WORK ORDER: In the records that follow, find each line containing "None" and copy it.

MATERIAL PROVIDED:
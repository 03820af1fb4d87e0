// Copyright 2025 MaidSafe.net limited.
//
// This SAFE Network Software is licensed to you under The General Public License (GPL), version 3.
// Unless required by applicable law or agreed to in writing, the SAFE Network Software distributed
// under the GPL Licence is distributed on an "AS IS" BASIS, WITHOUT WARRANTIES OR CONDITIONS OF ANY
// KIND, either express or implied. Please review the Licences for the specific language governing
// permissions and limitations relating to use of the SAFE Network Software.

//! The deployment state machine: vault, then factory bound to the vault,
//! then the proxy-creation request, then confirmation.
//!
//! Stages are never retried here. Vault and factory deployment mutate
//! on-chain state at real cost; retrying an ambiguous failure risks paying
//! for duplicate contracts, so every stage either fully succeeds or fails
//! the whole session. The only retries live in the confirmation poller.

use crate::address;
use crate::artifact::{self, ArtifactStore, ContractArtifact};
use crate::client::{ChainClient, EventWindow};
use crate::common::{Address, TxHash};
use crate::confirm;
use crate::preflight::{self, Thresholds};
use crate::report::DeploymentReport;
use crate::{client, report};
use std::time::Duration;

pub(crate) const VAULT_CONTRACT: &str = "Vault";
pub(crate) const FACTORY_CONTRACT: &str = "ProxyFactory";
const CREATE_PROXY_FUNCTION: &str = "createProxy";
const PROXY_CREATED_EVENT: &str = "ProxyCreated";
const OWNER_FUNCTION: &str = "owner";

#[derive(thiserror::Error, Debug)]
pub enum Error {
    #[error(transparent)]
    Address(#[from] address::Error),
    #[error(transparent)]
    Preflight(#[from] preflight::Error),
    #[error(transparent)]
    Artifact(#[from] artifact::Error),
    #[error("vault deployment failed: {0}")]
    VaultDeploy(#[source] client::Error),
    #[error("factory deployment failed: {0}")]
    FactoryDeploy(#[source] client::Error),
    #[error("proxy creation request failed: {0}")]
    ProxyRequest(#[source] client::Error),
    #[error(
        "proxy creation not confirmed after {attempts} polling attempts; \
         transaction {tx} may still land on-chain, re-query before re-submitting"
    )]
    ConfirmationTimeout { attempts: u32, tx: TxHash },
}

#[derive(Clone, Copy, Debug, PartialEq, Eq)]
pub enum Stage {
    Idle,
    VaultDeployed,
    FactoryDeployed,
    ProxyRequested,
    ProxyConfirmed,
    Failed,
}

/// The one mutable entity of a deployment run. Created when the session
/// starts and discarded at a terminal stage.
#[derive(Debug)]
pub struct DeploymentSession {
    stage: Stage,
    vault_address: Option<Address>,
    factory_address: Option<Address>,
    proxy_request_tx: Option<TxHash>,
    confirmed_proxy: Option<Address>,
}

impl DeploymentSession {
    fn new() -> Self {
        Self {
            stage: Stage::Idle,
            vault_address: None,
            factory_address: None,
            proxy_request_tx: None,
            confirmed_proxy: None,
        }
    }

    pub fn stage(&self) -> Stage {
        self.stage
    }

    pub fn vault_address(&self) -> Option<Address> {
        self.vault_address
    }

    pub fn factory_address(&self) -> Option<Address> {
        self.factory_address
    }

    pub fn proxy_request_tx(&self) -> Option<TxHash> {
        self.proxy_request_tx
    }

    pub fn confirmed_proxy(&self) -> Option<Address> {
        self.confirmed_proxy
    }

    fn record_vault(&mut self, vault: Address) {
        debug_assert_eq!(self.stage, Stage::Idle);
        self.vault_address = Some(vault);
        self.stage = Stage::VaultDeployed;
    }

    fn record_factory(&mut self, factory: Address) {
        debug_assert_eq!(self.stage, Stage::VaultDeployed);
        self.factory_address = Some(factory);
        self.stage = Stage::FactoryDeployed;
    }

    fn record_proxy_request(&mut self, tx: TxHash) {
        debug_assert_eq!(self.stage, Stage::FactoryDeployed);
        self.proxy_request_tx = Some(tx);
        self.stage = Stage::ProxyRequested;
    }

    fn record_confirmed(&mut self, proxy: Address) {
        debug_assert_eq!(self.stage, Stage::ProxyRequested);
        self.confirmed_proxy = Some(proxy);
        self.stage = Stage::ProxyConfirmed;
    }

    fn fail(&mut self) {
        self.stage = Stage::Failed;
    }
}

#[derive(Clone, Debug)]
pub struct DeployerConfig {
    /// The account funding the deployments.
    pub source_account: Address,
    pub thresholds: Thresholds,
    /// Block range scanned for the creation event.
    pub event_window: EventWindow,
    /// Polling budget for the confirmation stage.
    pub confirm_attempts: u32,
    pub confirm_delay: Duration,
    /// Run the best-effort vault `owner()` diagnostic after deployment.
    pub verify_owner: bool,
}

/// Orchestrates one deployment session at a time. Concurrent sessions must
/// use separate deployers; session state is never shared.
pub struct Deployer<C: ChainClient> {
    client: C,
    artifacts: ArtifactStore,
    config: DeployerConfig,
}

impl<C: ChainClient> Deployer<C> {
    pub fn new(client: C, artifacts: ArtifactStore, config: DeployerConfig) -> Self {
        Self {
            client,
            artifacts,
            config,
        }
    }

    /// Run a full deployment session for the given merchant address and
    /// return the confirmed proxy.
    pub async fn run(&self, merchant: &str) -> Result<DeploymentReport, Error> {
        let merchant = address::normalize(merchant)?;
        let canonical = address::canonical(merchant);
        if !address::is_canonical(&canonical) {
            return Err(address::Error::InvalidAddress(canonical).into());
        }
        info!("starting deployment session for merchant {canonical}");

        // Gate on funds before anything is loaded or submitted.
        preflight::check(&self.client, self.config.source_account, &self.config.thresholds)
            .await?;

        let mut session = DeploymentSession::new();
        match self.advance(&mut session, merchant).await {
            Ok(outcome) => Ok(outcome),
            Err(err) => {
                session.fail();
                error!(
                    "deployment session failed during {}: {err}",
                    report::failure_stage(&err)
                );
                Err(err)
            }
        }
    }

    async fn advance(
        &self,
        session: &mut DeploymentSession,
        merchant: Address,
    ) -> Result<DeploymentReport, Error> {
        // Idle -> VaultDeployed
        let vault_artifact = self.artifacts.load(VAULT_CONTRACT)?;
        let vault = self
            .client
            .deploy(vault_artifact.deploy_code(None)?)
            .await
            .map_err(Error::VaultDeploy)?;
        session.record_vault(vault);
        info!("vault deployed at {}", address::canonical(vault));

        if self.config.verify_owner {
            self.verify_vault_owner(&vault_artifact, vault).await;
        }

        // VaultDeployed -> FactoryDeployed. The factory is bound to the
        // vault recorded above and nothing else; every proxy it mints
        // forwards through that vault.
        let factory_artifact = self.artifacts.load(FACTORY_CONTRACT)?;
        let factory = self
            .client
            .deploy(factory_artifact.deploy_code(Some(vault))?)
            .await
            .map_err(Error::FactoryDeploy)?;
        session.record_factory(factory);
        info!("proxy factory deployed at {}", address::canonical(factory));

        // FactoryDeployed -> ProxyRequested
        let calldata = factory_artifact.call_data(CREATE_PROXY_FUNCTION, merchant)?;
        let tx = self
            .client
            .send_call(factory, calldata)
            .await
            .map_err(Error::ProxyRequest)?;
        session.record_proxy_request(tx);
        info!("proxy creation requested, tx {tx}");

        // ProxyRequested -> ProxyConfirmed
        let creation = confirm::await_proxy_creation(
            &self.client,
            factory,
            &factory_artifact,
            PROXY_CREATED_EVENT,
            self.config.event_window,
            self.config.confirm_attempts,
            self.config.confirm_delay,
            tx,
        )
        .await
        .map_err(|err| match err {
            confirm::Error::Exhausted { attempts } => Error::ConfirmationTimeout { attempts, tx },
            confirm::Error::Artifact(err) => Error::Artifact(err),
        })?;
        session.record_confirmed(creation.proxy);

        Ok(DeploymentReport {
            merchant,
            vault,
            factory,
            proxy: creation.proxy,
            request_tx: tx,
        })
    }

    /// Best-effort diagnostic: some vault variants expose `owner()`, and a
    /// mismatch is worth a warning. Never gates progression.
    async fn verify_vault_owner(&self, artifact: &ContractArtifact, vault: Address) {
        let calldata = match artifact.view_call_data(OWNER_FUNCTION) {
            Ok(calldata) => calldata,
            Err(err) => {
                debug!("vault ABI exposes no {OWNER_FUNCTION}(): {err}");
                return;
            }
        };

        match self.client.call_view(vault, calldata).await {
            Ok(ret) if ret.len() >= 32 => {
                let owner = Address::from_slice(&ret[12..32]);
                if owner == self.config.source_account {
                    debug!("vault owner verified: {owner}");
                } else {
                    warn!(
                        "vault owner {owner} differs from the deploying account {}",
                        self.config.source_account
                    );
                }
            }
            Ok(ret) => warn!("unexpected {OWNER_FUNCTION}() return of {} bytes", ret.len()),
            Err(err) => warn!("could not verify vault owner (ignored): {err}"),
        }
    }
}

COMPLETED TASK:
            vault_address: None,
            factory_address: None,
            proxy_request_tx: None,
            confirmed_proxy: None,
            .deploy(vault_artifact.deploy_code(None)?)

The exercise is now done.